Start of DATA TO PROCESS

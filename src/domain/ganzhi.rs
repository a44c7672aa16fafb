//! Sexagenary symbol sets: the 10 Heavenly Stems and 12 Earthly Branches,
//! with their fixed element, polarity, zodiac and display-name tables.
//!
//! These are closed cyclic sets; all tables are const lookups with no
//! runtime mutation path. Branch elements follow the primary-element
//! convention (hidden-stem weighting is not modeled).

use serde::{Deserialize, Serialize};

/// The five elements (wu xing / o-haeng).
///
/// Array order doubles as the tie-break priority for dominant/weak
/// selection: wood, fire, earth, metal, water.
#[derive(Debug, Clone, Copy, PartialEq, Eq, Hash, Serialize, Deserialize)]
#[serde(rename_all = "lowercase")]
pub enum Element {
    Wood,
    Fire,
    Earth,
    Metal,
    Water,
}

/// All five elements in tie-break priority order.
pub const ALL_ELEMENTS: [Element; 5] = [
    Element::Wood,
    Element::Fire,
    Element::Earth,
    Element::Metal,
    Element::Water,
];

impl Element {
    /// English name, matching the serialized form.
    pub const fn name(self) -> &'static str {
        match self {
            Self::Wood => "wood",
            Self::Fire => "fire",
            Self::Earth => "earth",
            Self::Metal => "metal",
            Self::Water => "water",
        }
    }

    /// Korean label with the hanja in parentheses, e.g. `목(木)`.
    pub const fn korean(self) -> &'static str {
        match self {
            Self::Wood => "목(木)",
            Self::Fire => "화(火)",
            Self::Earth => "토(土)",
            Self::Metal => "금(金)",
            Self::Water => "수(水)",
        }
    }

    /// Bare Korean syllable, e.g. `목`, for compound labels like `갑목`.
    pub const fn korean_short(self) -> &'static str {
        match self {
            Self::Wood => "목",
            Self::Fire => "화",
            Self::Earth => "토",
            Self::Metal => "금",
            Self::Water => "수",
        }
    }
}

/// Yin/yang polarity of a stem.
#[derive(Debug, Clone, Copy, PartialEq, Eq, Hash, Serialize, Deserialize)]
#[serde(rename_all = "lowercase")]
pub enum Polarity {
    Yang,
    Yin,
}

/// The 10 Heavenly Stems (cheon-gan), in cycle order.
#[derive(Debug, Clone, Copy, PartialEq, Eq, Hash, Serialize, Deserialize)]
pub enum Stem {
    #[serde(rename = "甲")]
    Jia,
    #[serde(rename = "乙")]
    Yi,
    #[serde(rename = "丙")]
    Bing,
    #[serde(rename = "丁")]
    Ding,
    #[serde(rename = "戊")]
    Wu,
    #[serde(rename = "己")]
    Ji,
    #[serde(rename = "庚")]
    Geng,
    #[serde(rename = "辛")]
    Xin,
    #[serde(rename = "壬")]
    Ren,
    #[serde(rename = "癸")]
    Gui,
}

/// All 10 stems in cycle order (Jia=0 .. Gui=9).
pub const ALL_STEMS: [Stem; 10] = [
    Stem::Jia,
    Stem::Yi,
    Stem::Bing,
    Stem::Ding,
    Stem::Wu,
    Stem::Ji,
    Stem::Geng,
    Stem::Xin,
    Stem::Ren,
    Stem::Gui,
];

impl Stem {
    /// Hanja symbol, the canonical wire form.
    pub const fn hanja(self) -> char {
        match self {
            Self::Jia => '甲',
            Self::Yi => '乙',
            Self::Bing => '丙',
            Self::Ding => '丁',
            Self::Wu => '戊',
            Self::Ji => '己',
            Self::Geng => '庚',
            Self::Xin => '辛',
            Self::Ren => '壬',
            Self::Gui => '癸',
        }
    }

    /// Korean reading of the stem.
    pub const fn korean(self) -> &'static str {
        match self {
            Self::Jia => "갑",
            Self::Yi => "을",
            Self::Bing => "병",
            Self::Ding => "정",
            Self::Wu => "무",
            Self::Ji => "기",
            Self::Geng => "경",
            Self::Xin => "신",
            Self::Ren => "임",
            Self::Gui => "계",
        }
    }

    /// Element of the stem (10-entry fixed table).
    pub const fn element(self) -> Element {
        match self {
            Self::Jia | Self::Yi => Element::Wood,
            Self::Bing | Self::Ding => Element::Fire,
            Self::Wu | Self::Ji => Element::Earth,
            Self::Geng | Self::Xin => Element::Metal,
            Self::Ren | Self::Gui => Element::Water,
        }
    }

    /// Polarity of the stem: even cycle positions are yang, odd are yin.
    pub const fn polarity(self) -> Polarity {
        match self {
            Self::Jia | Self::Bing | Self::Wu | Self::Geng | Self::Ren => Polarity::Yang,
            Self::Yi | Self::Ding | Self::Ji | Self::Xin | Self::Gui => Polarity::Yin,
        }
    }

    /// Parse from the hanja symbol.
    pub fn from_hanja(ch: char) -> Option<Self> {
        ALL_STEMS.iter().copied().find(|s| s.hanja() == ch)
    }
}

/// The 12 Earthly Branches (ji-ji), in cycle order.
#[derive(Debug, Clone, Copy, PartialEq, Eq, Hash, Serialize, Deserialize)]
pub enum Branch {
    #[serde(rename = "子")]
    Zi,
    #[serde(rename = "丑")]
    Chou,
    #[serde(rename = "寅")]
    Yin,
    #[serde(rename = "卯")]
    Mao,
    #[serde(rename = "辰")]
    Chen,
    #[serde(rename = "巳")]
    Si,
    #[serde(rename = "午")]
    Wu,
    #[serde(rename = "未")]
    Wei,
    #[serde(rename = "申")]
    Shen,
    #[serde(rename = "酉")]
    You,
    #[serde(rename = "戌")]
    Xu,
    #[serde(rename = "亥")]
    Hai,
}

/// All 12 branches in cycle order (Zi=0 .. Hai=11).
pub const ALL_BRANCHES: [Branch; 12] = [
    Branch::Zi,
    Branch::Chou,
    Branch::Yin,
    Branch::Mao,
    Branch::Chen,
    Branch::Si,
    Branch::Wu,
    Branch::Wei,
    Branch::Shen,
    Branch::You,
    Branch::Xu,
    Branch::Hai,
];

impl Branch {
    /// Hanja symbol, the canonical wire form.
    pub const fn hanja(self) -> char {
        match self {
            Self::Zi => '子',
            Self::Chou => '丑',
            Self::Yin => '寅',
            Self::Mao => '卯',
            Self::Chen => '辰',
            Self::Si => '巳',
            Self::Wu => '午',
            Self::Wei => '未',
            Self::Shen => '申',
            Self::You => '酉',
            Self::Xu => '戌',
            Self::Hai => '亥',
        }
    }

    /// Korean reading of the branch.
    pub const fn korean(self) -> &'static str {
        match self {
            Self::Zi => "자",
            Self::Chou => "축",
            Self::Yin => "인",
            Self::Mao => "묘",
            Self::Chen => "진",
            Self::Si => "사",
            Self::Wu => "오",
            Self::Wei => "미",
            Self::Shen => "신",
            Self::You => "유",
            Self::Xu => "술",
            Self::Hai => "해",
        }
    }

    /// Primary element of the branch (12-entry fixed table).
    pub const fn element(self) -> Element {
        match self {
            Self::Zi | Self::Hai => Element::Water,
            Self::Yin | Self::Mao => Element::Wood,
            Self::Si | Self::Wu => Element::Fire,
            Self::Shen | Self::You => Element::Metal,
            Self::Chou | Self::Chen | Self::Wei | Self::Xu => Element::Earth,
        }
    }

    /// Zodiac animal of the branch (12-entry fixed table).
    pub const fn zodiac(self) -> Zodiac {
        match self {
            Self::Zi => Zodiac::Rat,
            Self::Chou => Zodiac::Ox,
            Self::Yin => Zodiac::Tiger,
            Self::Mao => Zodiac::Rabbit,
            Self::Chen => Zodiac::Dragon,
            Self::Si => Zodiac::Snake,
            Self::Wu => Zodiac::Horse,
            Self::Wei => Zodiac::Goat,
            Self::Shen => Zodiac::Monkey,
            Self::You => Zodiac::Rooster,
            Self::Xu => Zodiac::Dog,
            Self::Hai => Zodiac::Pig,
        }
    }

    /// Parse from the hanja symbol.
    pub fn from_hanja(ch: char) -> Option<Self> {
        ALL_BRANCHES.iter().copied().find(|b| b.hanja() == ch)
    }
}

/// The 12 zodiac animals (tti), keyed by the year branch.
#[derive(Debug, Clone, Copy, PartialEq, Eq, Hash, Serialize, Deserialize)]
#[serde(rename_all = "lowercase")]
pub enum Zodiac {
    Rat,
    Ox,
    Tiger,
    Rabbit,
    Dragon,
    Snake,
    Horse,
    Goat,
    Monkey,
    Rooster,
    Dog,
    Pig,
}

impl Zodiac {
    /// English name, matching the serialized form.
    pub const fn name(self) -> &'static str {
        match self {
            Self::Rat => "rat",
            Self::Ox => "ox",
            Self::Tiger => "tiger",
            Self::Rabbit => "rabbit",
            Self::Dragon => "dragon",
            Self::Snake => "snake",
            Self::Horse => "horse",
            Self::Goat => "goat",
            Self::Monkey => "monkey",
            Self::Rooster => "rooster",
            Self::Dog => "dog",
            Self::Pig => "pig",
        }
    }

    /// Korean label, e.g. `돼지띠`.
    pub const fn korean(self) -> &'static str {
        match self {
            Self::Rat => "쥐띠",
            Self::Ox => "소띠",
            Self::Tiger => "호랑이띠",
            Self::Rabbit => "토끼띠",
            Self::Dragon => "용띠",
            Self::Snake => "뱀띠",
            Self::Horse => "말띠",
            Self::Goat => "양띠",
            Self::Monkey => "원숭이띠",
            Self::Rooster => "닭띠",
            Self::Dog => "개띠",
            Self::Pig => "돼지띠",
        }
    }
}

End of DATA TO PROCESS

■ **ASSIGNMENT**: Each line above with the string "Horse" should be reported in full.

■ **WORKED SOLUTION**:
            Self::Wu => Zodiac::Horse,
    Horse,
            Self::Horse => "horse",
            Self::Horse => "말띠",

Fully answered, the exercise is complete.